● **PROBLEM REQUIREMENTS**:
In the entries below, find the line with "let middleware = registry.middleware().clone();" and the line with "move |p| async". Reproduce those two lines and every line between them exactly, and nothing more.

• • • • •

//! Failure injection tests for the security middleware.

use std::sync::Arc;
use std::time::Duration;

use serde_json::{json, Value};
use zero_trust_guard::clock::ManualClock;
use zero_trust_guard::config::load_config;
use zero_trust_guard::crypto::CryptoError;
use zero_trust_guard::observability::{ChannelEventSink, SecurityEvent};
use zero_trust_guard::resilience::BreakerState;
use zero_trust_guard::threat::{ThreatFamily, ThreatLevel};
use zero_trust_guard::{GuardError, Operation, Registry};

mod common;
use common::{test_config, MockStore, Mode, StoreError};

const SAFE_INPUTS: &[&str] = &[
    "Select the best option from the list",
    "Tom & Jerry",
    "Dog & Cat",
    "Pet food: Dog & Cat",
    "Salt & Pepper | ID",
    "O'Brien and Sons",
    "Please confirm (required)",
    "50% off everything",
    "alice@example.com",
    "Order 1234 shipped on 2024-01-15",
    "The quick brown fox jumps over the lazy dog",
];

const MALICIOUS_INPUTS: &[&str] = &[
    "'; DROP TABLE users; --",
    "1 UNION SELECT password FROM users",
    "admin' OR '1'='1",
    "' or ''='",
    "') OR ('1'='1",
    "') or ('a'='a",
    "admin' #",
    "1 OR 1=1",
    "<script>alert(1)</script>",
    "<img src=x onerror=alert(1)>",
    "javascript:alert(document.cookie)",
    "; rm -rf /",
    "; sleep 10",
    "; echo pwned",
    "$(whoami)",
    "cat /etc/passwd",
    "*)(uid=*))(|(uid=*",
];

fn registry_with_clock(config: zero_trust_guard::GuardConfig) -> (Registry, Arc<ManualClock>) {
    let clock = Arc::new(ManualClock::new());
    let registry = Registry::builder(config)
        .clock(clock.clone())
        .without_maintenance()
        .start()
        .unwrap();
    (registry, clock)
}

async fn write(registry: &Registry, store: &MockStore, principal: &str, doc: Value) -> Result<Value, GuardError<StoreError>> {
    registry
        .middleware()
        .protect(Operation::write(principal, "orders", doc), |p| store.write(p))
        .await
}

#[tokio::test]
async fn test_drop_table_rejected_before_dependency() {
    let (sink, mut events) = ChannelEventSink::new();
    let registry = Registry::builder(test_config())
        .events(Arc::new(sink))
        .without_maintenance()
        .start()
        .unwrap();
    let store = MockStore::new();

    let err = write(&registry, &store, "mallory", json!({"name": "'; DROP TABLE users; --"}))
        .await
        .unwrap_err();

    match &err {
        GuardError::Validation { threat_level, findings } => {
            assert_eq!(*threat_level, ThreatLevel::Critical);
            assert!(findings.iter().any(|f| f.family == ThreatFamily::Sql));
        }
        other => panic!("expected validation error, got {other:?}"),
    }
    assert!(!err.to_string().contains("DROP"));
    assert_eq!(store.calls(), 0);

    let mut detected = Vec::new();
    while let Ok(event) = events.try_recv() {
        if let SecurityEvent::ThreatDetected { principal_id, blocked, .. } = event {
            detected.push((principal_id, blocked));
        }
    }
    assert_eq!(detected, vec![("mallory".to_string(), true)]);
    registry.teardown().await;
}

#[tokio::test]
async fn test_curated_sets_have_no_misclassifications() {
    let registry = Registry::builder(test_config()).without_maintenance().start().unwrap();
    let store = MockStore::new();

    for input in SAFE_INPUTS {
        assert!(registry.middleware().validate(&json!({"q": input})).is_clean(), "finding on {input:?}");
        let result = registry
            .middleware()
            .protect(Operation::query("alice", "orders", json!({"q": input})), |p| store.query(p))
            .await;
        assert!(result.is_ok(), "false positive on {input:?}");
    }
    assert_eq!(store.calls(), SAFE_INPUTS.len());

    for input in MALICIOUS_INPUTS {
        let verdict = registry.middleware().validate(&json!({"q": input}));
        assert!(verdict.threat_level >= ThreatLevel::High, "{input:?} scored {}", verdict.threat_level);
        let err = registry
            .middleware()
            .protect(Operation::query("alice", "orders", json!({"q": input})), |p| store.query(p))
            .await
            .unwrap_err();
        assert_eq!(err.kind(), "threat_detected", "false negative on {input:?}");
    }
    assert_eq!(store.calls(), SAFE_INPUTS.len());
    registry.teardown().await;
}

#[tokio::test]
async fn test_nosql_operator_keys_rejected() {
    let registry = Registry::builder(test_config()).without_maintenance().start().unwrap();
    let store = MockStore::new();

    let err = registry
        .middleware()
        .protect(
            Operation::query("alice", "orders", json!({"user": {"$where": "this.a == this.b"}})),
            |p| store.query(p),
        )
        .await
        .unwrap_err();
    assert!(matches!(err, GuardError::Validation { threat_level: ThreatLevel::Critical, .. }));
    assert_eq!(store.calls(), 0);
    registry.teardown().await;
}

#[tokio::test]
async fn test_low_finding_passes_unless_policy_is_strict() {
    let registry = Registry::builder(test_config()).without_maintenance().start().unwrap();
    let store = MockStore::new();
    let op = || Operation::query("alice", "orders", json!({"q": "search%3Cterm"}));

    assert!(registry.middleware().protect(op(), |p| store.query(p)).await.is_ok());
    assert_eq!(store.calls(), 1);

    let mut strict = test_config();
    strict.threat_policy.fail_open_on.clear();
    registry.apply(strict).unwrap();

    let err = registry.middleware().protect(op(), |p| store.query(p)).await.unwrap_err();
    assert!(matches!(err, GuardError::Validation { threat_level: ThreatLevel::Low, .. }));
    assert_eq!(store.calls(), 1);
    registry.teardown().await;
}

#[tokio::test]
async fn test_circuit_opens_then_recovers() {
    let (registry, clock) = registry_with_clock(test_config());
    let store = MockStore::new();
    store.set_mode(Mode::Failing);

    for _ in 0..3 {
        let err = write(&registry, &store, "alice", json!({"n": 1})).await.unwrap_err();
        assert!(matches!(err, GuardError::Dependency(StoreError)));
    }

    let err = write(&registry, &store, "alice", json!({"n": 1})).await.unwrap_err();
    assert_eq!(err.kind(), "circuit_open");
    assert!(err.retry_after().is_some());
    assert_eq!(store.calls(), 3);

    clock.advance(Duration::from_millis(1_001));
    store.set_mode(Mode::Healthy);
    assert!(write(&registry, &store, "alice", json!({"n": 2})).await.is_ok());
    assert_eq!(
        registry.middleware().breakers().get("orders").state(),
        BreakerState::Closed
    );
    registry.teardown().await;
}

#[tokio::test]
async fn test_circuits_are_per_dependency() {
    let registry = Registry::builder(test_config()).without_maintenance().start().unwrap();
    let store = MockStore::new();
    store.set_mode(Mode::Failing);

    for _ in 0..4 {
        let _ = write(&registry, &store, "alice", json!({})).await;
    }
    store.set_mode(Mode::Healthy);

    let result = registry
        .middleware()
        .protect(Operation::write("alice", "invoices", json!({})), |p| store.write(p))
        .await;
    assert!(result.is_ok());
    assert_eq!(registry.middleware().breakers().get("orders").state(), BreakerState::Open);
    registry.teardown().await;
}

#[tokio::test]
async fn test_hanging_dependency_times_out() {
    let registry = Registry::builder(test_config()).without_maintenance().start().unwrap();
    let store = MockStore::new();
    store.set_mode(Mode::Hanging);

    let started = std::time::Instant::now();
    let err = write(&registry, &store, "alice", json!({})).await.unwrap_err();
    assert_eq!(err.kind(), "timeout");
    assert!(started.elapsed() < Duration::from_secs(5));
    assert_eq!(registry.middleware().concurrency().in_flight(), 0);
    registry.teardown().await;
}

#[tokio::test]
async fn test_rate_limit_rejects_with_retry_after() {
    let mut config = test_config();
    config.rate_limit.capacity = 5;
    config.rate_limit.refill_per_sec = 0.5;
    let registry = Registry::builder(config).without_maintenance().start().unwrap();
    let store = MockStore::new();

    for _ in 0..5 {
        write(&registry, &store, "alice", json!({})).await.unwrap();
    }
    let err = write(&registry, &store, "alice", json!({})).await.unwrap_err();
    assert_eq!(err.kind(), "rate_limited");
    let retry_after = err.retry_after().unwrap();
    assert!(retry_after > Duration::ZERO && retry_after <= Duration::from_secs(2));
    assert_eq!(store.calls(), 5);

    assert!(write(&registry, &store, "bob", json!({})).await.is_ok());
    registry.teardown().await;
}

#[tokio::test]
async fn test_saturation_rejects_with_queue_full() {
    let mut config = test_config();
    config.concurrency.max_concurrent = 1;
    config.concurrency.max_queue = 0;
    config.circuit_breaker.circuit_timeout_ms = 30_000;
    let registry = Registry::builder(config).without_maintenance().start().unwrap();
    let middleware = registry.middleware().clone();
    let store = MockStore::new();
    store.set_mode(Mode::Hanging);

    let blocked = {
        let middleware = middleware.clone();
        let store = store.clone();
        tokio::spawn(async move {
            middleware
                .protect(Operation::write("alice", "orders", json!({})), move |p| async move {
                    store.write(p).await
                })
                .await
        })
    };
    while middleware.concurrency().in_flight() < 1 {
        tokio::task::yield_now().await;
    }

    let err = write(&registry, &store, "bob", json!({})).await.unwrap_err();
    assert_eq!(err.kind(), "queue_full");
    assert!(err.to_string().contains("max_concurrent=1, max_queue=0"));

    blocked.abort();
    let _ = blocked.await;
    assert_eq!(middleware.concurrency().in_flight(), 0);
    registry.teardown().await;
}

#[tokio::test]
async fn test_sensitive_fields_encrypted_at_rest() {
    let registry = Registry::builder(test_config()).without_maintenance().start().unwrap();
    let store = MockStore::new();
    let doc = json!({"name": "Ada", "ssn": "078-05-1120"});

    let written = registry
        .middleware()
        .protect(
            Operation::write("alice", "users", doc.clone()).with_sensitive_fields(["ssn"]),
            |p| store.write(p),
        )
        .await
        .unwrap();
    assert_eq!(written, doc);

    let at_rest = &store.stored()[0];
    assert_eq!(at_rest["name"], "Ada");
    assert_eq!(at_rest["ssn"]["alg"], "AES-256-GCM");
    assert!(!at_rest.to_string().contains("078-05-1120"));

    let read = registry
        .middleware()
        .protect(
            Operation::read("alice", "users", json!({})).with_sensitive_fields(["ssn"]),
            |_| store.read_all(),
        )
        .await
        .unwrap();
    assert_eq!(read, json!([doc]));
    registry.teardown().await;
}

#[tokio::test]
async fn test_tampered_ciphertext_fails_closed() {
    let registry = Registry::builder(test_config()).without_maintenance().start().unwrap();
    let store = MockStore::new();
    registry
        .middleware()
        .protect(
            Operation::write("alice", "users", json!({"ssn": "078-05-1120"})).with_sensitive_fields(["ssn"]),
            |p| store.write(p),
        )
        .await
        .unwrap();

    let mut tampered = store.stored()[0].clone();
    tampered["ssn"]["tag"] = json!("AAAAAAAAAAAAAAAAAAAAAA==");
    store.overwrite(0, tampered);

    let err = registry
        .middleware()
        .protect(
            Operation::read("alice", "users", json!({})).with_sensitive_fields(["ssn"]),
            |_| store.read_all(),
        )
        .await
        .unwrap_err();
    assert!(matches!(err, GuardError::Decryption(CryptoError::Authentication)));
    registry.teardown().await;
}

#[tokio::test]
async fn test_rotation_keeps_old_records_readable_until_purge() {
    let mut config = test_config();
    config.encryption.key_rotation_days = 10;
    config.encryption.key_rotation_grace_days = 2;
    config.encryption.key_retention_days = 5;
    let (registry, clock) = registry_with_clock(config);
    let store = MockStore::new();
    let day = Duration::from_secs(24 * 60 * 60);
    let encryption = registry.middleware().encryption().clone();

    let sensitive_write = |doc: Value| Operation::write("alice", "users", doc).with_sensitive_fields(["ssn"]);
    let sensitive_read = || Operation::read("alice", "users", json!({})).with_sensitive_fields(["ssn"]);

    registry
        .middleware()
        .protect(sensitive_write(json!({"ssn": "111-11-1111"})), |p| store.write(p))
        .await
        .unwrap();
    let first_key = encryption.active_key().unwrap().key_id;

    clock.advance(day * 11);
    let report = encryption.tick().unwrap();
    assert_eq!(report.rotating, vec![first_key.clone()]);

    registry
        .middleware()
        .protect(sensitive_write(json!({"ssn": "222-22-2222"})), |p| store.write(p))
        .await
        .unwrap();
    assert_ne!(store.stored()[1]["ssn"]["key_id"], json!(first_key));

    let read = registry
        .middleware()
        .protect(sensitive_read(), |_| store.read_all())
        .await
        .unwrap();
    assert_eq!(read, json!([{"ssn": "111-11-1111"}, {"ssn": "222-22-2222"}]));

    clock.advance(day * 3);
    assert_eq!(encryption.tick().unwrap().retired, vec![first_key.clone()]);
    clock.advance(day * 6);
    assert_eq!(encryption.tick().unwrap().purged, vec![first_key.clone()]);

    let err = registry
        .middleware()
        .protect(sensitive_read(), |_| store.read_all())
        .await
        .unwrap_err();
    assert!(matches!(err, GuardError::Decryption(CryptoError::UnknownKey(id)) if id == first_key));
    registry.teardown().await;
}

#[tokio::test]
async fn test_config_file_hot_reload() {
    let dir = tempfile::tempdir().unwrap();
    let path = dir.path().join("guard.toml");
    std::fs::write(&path, "[threat_policy]\nfail_open_on = [\"LOW\"]\n").unwrap();

    let config = load_config(&path).unwrap();
    let mut registry = Registry::builder(config).without_maintenance().start().unwrap();
    let _watcher = registry.watch(&path).unwrap();
    assert!(!registry.middleware().threat_policy().fail_open_on.is_empty());

    tokio::time::sleep(Duration::from_millis(100)).await;
    std::fs::write(&path, "[threat_policy]\nfail_open_on = []\n").unwrap();

    let reloaded = tokio::time::timeout(Duration::from_secs(10), async {
        while !registry.middleware().threat_policy().fail_open_on.is_empty() {
            tokio::time::sleep(Duration::from_millis(50)).await;
        }
    })
    .await;
    assert!(reloaded.is_ok(), "config change was not applied");
    registry.teardown().await;
}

• • • • •

● **RESULT OF THE EXERCISE**:
    let middleware = registry.middleware().clone();
    let store = MockStore::new();
    store.set_mode(Mode::Hanging);

    let blocked = {
        let middleware = middleware.clone();
        let store = store.clone();
        tokio::spawn(async move {
            middleware
                .protect(Operation::write("alice", "orders", json!({})), move |p| async move {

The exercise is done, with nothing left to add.